It is well recognized that the elderly are predisposed to cervical spine fractures, and in particular C-2 fractures.22 This study has demonstrated that although half of C-2 fractures are Type II odontoid fractures, the elderly commonly sustain Type III odontoid fracture, hangman’s fracture, or a combination of both (complex) as well. Much literature has been published on the treatment of Type II odontoid fractures in the elderly, although differences in the approach to treatment remain unresolved.3–5,7,8,10,11,15,16,18,20,22 In the largest retrospective review to date on this topic, Pearson et al.19 analyzed 53,338 patients in the Medicare population (older than 65 years) who had a C-2 fracture, but these investigators could not distinguish between fracture types using ICD-9 codes. Our findings suggest that half the population we analyzed did not have the Type II odontoid fracture type, which may confound the comparison of operative versus nonoperative management. Those who have considered types of C-2 fractures have done so using a subanalysis and their studies have involved a relatively small sample size. Sokolowski et al.23 conducted a descriptive subanalysis of 38 axial injuries among 193 cervical injuries in a retrospective review of prospectively collected data, but did not do a comparative analysis. Koller et al.12 assessed 35 patients with a C-2 fracture but evaluated identical morphological characteristics within C-2 fracture subtypes, such as intraarticular fracture pattern and number of main fragments. Daentzer and Flörkemeier5 reported the distribution of C-2 fractures in 29 patients younger and older than 65 years of age, but analyzed all fracture patterns together after halo vest treatment. Therefore, our study contributes to the literature an understanding of the patient demographics, fracture type distribution, and mortality rate for the remaining 50% of these less-studied fracture patterns.
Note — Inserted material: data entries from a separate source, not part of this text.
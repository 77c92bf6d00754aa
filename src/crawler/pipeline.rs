//! Harvest pipeline - end-to-end orchestration
//!
//! Runs the four stages in order, each handing its whole batch to the next:
//! - Pagination walk over the listing
//! - Deduplication by `(text, author)`
//! - Concurrent author enrichment
//! - Single-transaction persistence

use crate::config::Config;
use crate::crawler::enricher::AuthorEnricher;
use crate::crawler::extractor::extract_first_quote;
use crate::crawler::fetcher::{Fetcher, HttpFetcher};
use crate::crawler::walker::{PaginationWalker, Termination};
use crate::quote::{remove_duplicates, QuoteRecord};
use crate::storage::{persist_quotes, RecordStore, SqliteStore};
use crate::HarvestError;
use std::path::Path;
use std::sync::Arc;
use std::time::{Duration, Instant};

/// What a completed harvest did
#[derive(Debug, Clone)]
pub struct HarvestReport {
    /// Listing pages successfully fetched
    pub pages_fetched: usize,

    /// Quotes extracted across all pages, before deduplication
    pub extracted: usize,

    /// Quotes left after deduplication
    pub unique: usize,

    /// Quotes whose author biography was found
    pub enriched: usize,

    /// Rows committed to the record store
    pub persisted: usize,

    /// Why pagination stopped
    pub termination: Termination,

    /// The persisted quotes, in persisted order
    pub quotes: Vec<QuoteRecord>,

    pub elapsed: Duration,
}

/// The harvest pipeline with its shared fetcher
pub struct Pipeline {
    config: Config,
    fetcher: Arc<dyn Fetcher>,
}

impl Pipeline {
    /// Creates a pipeline around an existing fetcher
    pub fn new(config: Config, fetcher: Arc<dyn Fetcher>) -> Self {
        Self { config, fetcher }
    }

    /// Creates a pipeline that fetches over HTTP
    pub fn with_http(config: Config) -> Result<Self, HarvestError> {
        let timeout = Duration::from_secs(config.crawler.request_timeout_secs);
        let fetcher = HttpFetcher::from_config(&config.user_agent, timeout)?;
        Ok(Self::new(config, Arc::new(fetcher)))
    }

    pub fn config(&self) -> &Config {
        &self.config
    }

    /// Runs the full harvest and commits the result to `store`
    ///
    /// Nothing is written unless every stage before persistence succeeds, and
    /// a failed insert rolls back the whole batch.
    pub async fn run(&self, store: &mut dyn RecordStore) -> Result<HarvestReport, HarvestError> {
        let start_time = Instant::now();
        let site = &self.config.site;
        let base_url = site.base_url()?;

        tracing::info!("Starting harvest at {}", site.start_url()?);

        let walker = PaginationWalker::new(
            self.fetcher.as_ref(),
            base_url.clone(),
            self.config.crawler.on_page_error,
        );
        let outcome = walker.walk(site.start_url()?).await?;
        let extracted = outcome.quotes.len();

        let unique_quotes = remove_duplicates(outcome.quotes);
        let unique = unique_quotes.len();
        tracing::info!("{} quotes extracted, {} unique", extracted, unique);

        let enricher = AuthorEnricher::new(
            Arc::clone(&self.fetcher),
            base_url,
            site.author_path_prefix.clone(),
            self.config.crawler.max_concurrent_lookups as usize,
        );
        let quotes = enricher.enrich(unique_quotes).await;
        let enriched = quotes.iter().filter(|q| q.author_info.is_some()).count();

        let persisted = persist_quotes(store, &quotes)?;

        Ok(HarvestReport {
            pages_fetched: outcome.pages_fetched,
            extracted,
            unique,
            enriched,
            persisted,
            termination: outcome.termination,
            quotes,
            elapsed: start_time.elapsed(),
        })
    }

    /// Fetches the random-quote page and returns its quote; nothing is stored
    pub async fn random_quote(&self) -> Result<QuoteRecord, HarvestError> {
        let url = self.config.site.random_url()?;
        let markup = self.fetcher.fetch(url.as_str()).await?;
        extract_first_quote(&markup).map_err(|source| HarvestError::Extract {
            url: url.to_string(),
            source,
        })
    }
}

/// Runs a complete harvest into the configured SQLite database
///
/// This is the main entry point. It will:
/// 1. Open (or create) the database
/// 2. Build the shared HTTP client
/// 3. Walk, deduplicate, enrich and persist
pub async fn harvest(config: Config) -> Result<HarvestReport, HarvestError> {
    let mut store = SqliteStore::open(Path::new(&config.output.database_path))?;
    let pipeline = Pipeline::with_http(config)?;
    pipeline.run(&mut store).await
}
use crate::model::Section;
use serde::{Deserialize, Serialize};
use std::fmt;
use tracing::warn;

/// A deviation from the expected header layout: every section header
/// present exactly once, in declared order.
#[derive(Debug, Clone, PartialEq, Eq, Serialize, Deserialize)]
#[serde(tag = "kind", rename_all = "snake_case")]
pub enum LayoutIssue {
    /// The section's header never appears.
    Missing { section: Section },
    /// The section's header appears more than once; only the first counts.
    Repeated { section: Section, occurrences: usize },
    /// The section's header appears before the header of `after`,
    /// which is declared earlier.
    OutOfOrder { section: Section, after: Section },
}

impl LayoutIssue {
    pub fn section(&self) -> Section {
        match self {
            LayoutIssue::Missing { section }
            | LayoutIssue::Repeated { section, .. }
            | LayoutIssue::OutOfOrder { section, .. } => *section,
        }
    }
}

impl fmt::Display for LayoutIssue {
    fn fmt(&self, f: &mut fmt::Formatter<'_>) -> fmt::Result {
        match self {
            LayoutIssue::Missing { section } => write!(f, "'{section}' header not found"),
            LayoutIssue::Repeated {
                section,
                occurrences,
            } => write!(f, "'{section}' header appears {occurrences} times"),
            LayoutIssue::OutOfOrder { section, after } => {
                write!(f, "'{section}' header appears before '{after}'")
            }
        }
    }
}

/// Check that the section headers appear once each and in declared order.
///
/// Sections are still extracted when this reports problems; the issues
/// tell the caller which sections may be truncated, merged or empty.
pub fn check_layout(text: &str) -> Vec<LayoutIssue> {
    let mut issues = Vec::new();
    // Last present section and the offset of its first header.
    let mut previous: Option<(Section, usize)> = None;

    for section in Section::ALL {
        let header = section.header();
        let Some(first) = text.find(header) else {
            issues.push(LayoutIssue::Missing { section });
            continue;
        };

        let occurrences = text.matches(header).count();
        if occurrences > 1 {
            issues.push(LayoutIssue::Repeated {
                section,
                occurrences,
            });
        }

        match previous {
            Some((after, prev_offset)) if first < prev_offset => {
                issues.push(LayoutIssue::OutOfOrder { section, after });
            }
            _ => previous = Some((section, first)),
        }
    }

    for issue in &issues {
        warn!(section = %issue.section(), "{issue}");
    }

    issues
}

#[cfg(test)]
mod tests {
    use super::*;

    const ORDERED: &str = "Education BSc Experience Acme Projects Widget Skills Rust \
        Course Work Algorithms Achievements Award Certificates AWS";

    #[test]
    fn test_well_formed_layout() {
        assert!(check_layout(ORDERED).is_empty());
    }

    #[test]
    fn test_missing_header() {
        let text = ORDERED.replace("Projects Widget ", "");
        assert_eq!(
            check_layout(&text),
            vec![LayoutIssue::Missing {
                section: Section::Projects
            }]
        );
    }

    #[test]
    fn test_repeated_header() {
        let text = ORDERED.replace("Rust", "Rust Skills Go");
        assert_eq!(
            check_layout(&text),
            vec![LayoutIssue::Repeated {
                section: Section::Skills,
                occurrences: 2
            }]
        );
    }

    #[test]
    fn test_out_of_order_header() {
        let text = "Experience Acme Education BSc";
        let issues = check_layout(text);
        assert!(issues.contains(&LayoutIssue::OutOfOrder {
            section: Section::Experience,
            after: Section::Education,
        }));
    }

    #[test]
    fn test_out_of_order_compares_against_last_in_order_section() {
        // Projects is out of order; Skills is compared with Experience, not Projects.
        let text = "Projects Widget Education BSc Experience Acme Skills Rust";
        let issues = check_layout(text);
        assert!(issues.contains(&LayoutIssue::OutOfOrder {
            section: Section::Projects,
            after: Section::Experience,
        }));
        assert!(!issues.iter().any(|i| matches!(
            i,
            LayoutIssue::OutOfOrder {
                section: Section::Skills,
                ..
            }
        )));
    }

    #[test]
    fn test_empty_text_reports_every_section_missing() {
        let issues = check_layout("");
        assert_eq!(issues.len(), Section::ALL.len());
        assert!(issues
            .iter()
            .all(|i| matches!(i, LayoutIssue::Missing { .. })));
    }

    #[test]
    fn test_display() {
        let issue = LayoutIssue::OutOfOrder {
            section: Section::CourseWork,
            after: Section::Skills,
        };
        assert_eq!(issue.to_string(), "'Course Work' header appears before 'Skills'");
    }
}
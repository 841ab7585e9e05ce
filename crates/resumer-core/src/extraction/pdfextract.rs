use crate::error::ResumeError;
use crate::extraction::{PageContent, PdfExtractor};

/// In-process PDF extraction backend built on the `pdf-extract` crate.
///
/// Needs no external tools, so it is the default backend.
pub struct PdfExtractBackend;

impl PdfExtractBackend {
    pub fn new() -> Self {
        PdfExtractBackend
    }
}

impl Default for PdfExtractBackend {
    fn default() -> Self {
        Self::new()
    }
}

impl PdfExtractor for PdfExtractBackend {
    fn extract_pages(&self, pdf_bytes: &[u8]) -> Result<Vec<PageContent>, ResumeError> {
        let pages = ::pdf_extract::extract_text_from_mem_by_pages(pdf_bytes)
            .map_err(|e| ResumeError::Extraction(e.to_string()))?;

        Ok(pages
            .into_iter()
            .enumerate()
            .map(|(i, text)| PageContent {
                page_number: i + 1,
                text,
            })
            .collect())
    }

    fn backend_name(&self) -> &str {
        "pdf-extract"
    }
}
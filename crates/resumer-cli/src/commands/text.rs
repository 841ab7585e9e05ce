use resumer_core::error::ResumeError;
use resumer_core::extraction::PdfExtractor;
use resumer_core::parsing::normalize_text;
use std::path::PathBuf;

pub fn run(input_file: PathBuf, raw: bool, extractor: &dyn PdfExtractor) -> Result<(), ResumeError> {
    let text = resumer_core::extract_text(&input_file, extractor)?;

    if raw {
        print!("{text}");
    } else {
        println!("{}", normalize_text(&text));
    }

    Ok(())
}
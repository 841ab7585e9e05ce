use resumer_core::model::{ParsedResume, Section};
use std::fmt::Write;

const INDENT: &str = "  ";

/// Human-readable rendering: one block per section, Contact first.
pub fn format_resume(resume: &ParsedResume) -> String {
    let mut out = String::new();

    out.push_str("Contact\n");
    if resume.contact.is_empty() {
        out.push_str(INDENT);
        out.push_str("(none found)\n");
    }
    if let Some(ref email) = resume.contact.email {
        let _ = writeln!(out, "{INDENT}Email: {email}");
    }
    if let Some(ref phone) = resume.contact.phone_number {
        let _ = writeln!(out, "{INDENT}Phone Number: {phone}");
    }

    for (section, _) in resume.sections() {
        out.push('\n');
        out.push_str(&format_section(resume, section));
        out.push('\n');
    }

    out.trim_end().to_string()
}

/// A single section block: header line, then the indented content.
pub fn format_section(resume: &ParsedResume, section: Section) -> String {
    let content = resume.section(section);
    if content.is_empty() {
        format!("{section}\n{INDENT}(empty)")
    } else {
        format!("{section}\n{INDENT}{content}")
    }
}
Not surprisingly, we confirmed that the vast majority of C-2 fractures in the elderly population are sustained in a fall from a standing height.13,14,16,17 The high prevalence of standing-height falls leading to a C-2 fracture is thought to be associated with an increased stiffness of the motion segments in the subaxial cervical spine and a relative osteopenia in the upper cervical spine.13 We demonstrated a high prevalence of autofusion within the subaxial spine in all fracture patterns, but most commonly in odontoid fractures, validating a stiff spine as a risk factor predisposing to these injuries.

Because a fall from a standing height is the most common reason for fracture, we attempted to identify patient risk factors for falls as defined by the WHO.27 We identified several, and found that more than 65% of our patients had 3 or more risk factors for falling—the most common being polypharmacy and medical comorbidities. As advocated by gerontologists, these are potentially modifiable or preventable risk factors, which suggest an opportunity to reduce the likelihood of these fractures occurring. It is unknown whether our fracture cohort had more risk factors for falls when compared with an age-matched cohort of individuals without fractures. Having more risk factors for falls did not predispose to a higher mortality rate in our study, however.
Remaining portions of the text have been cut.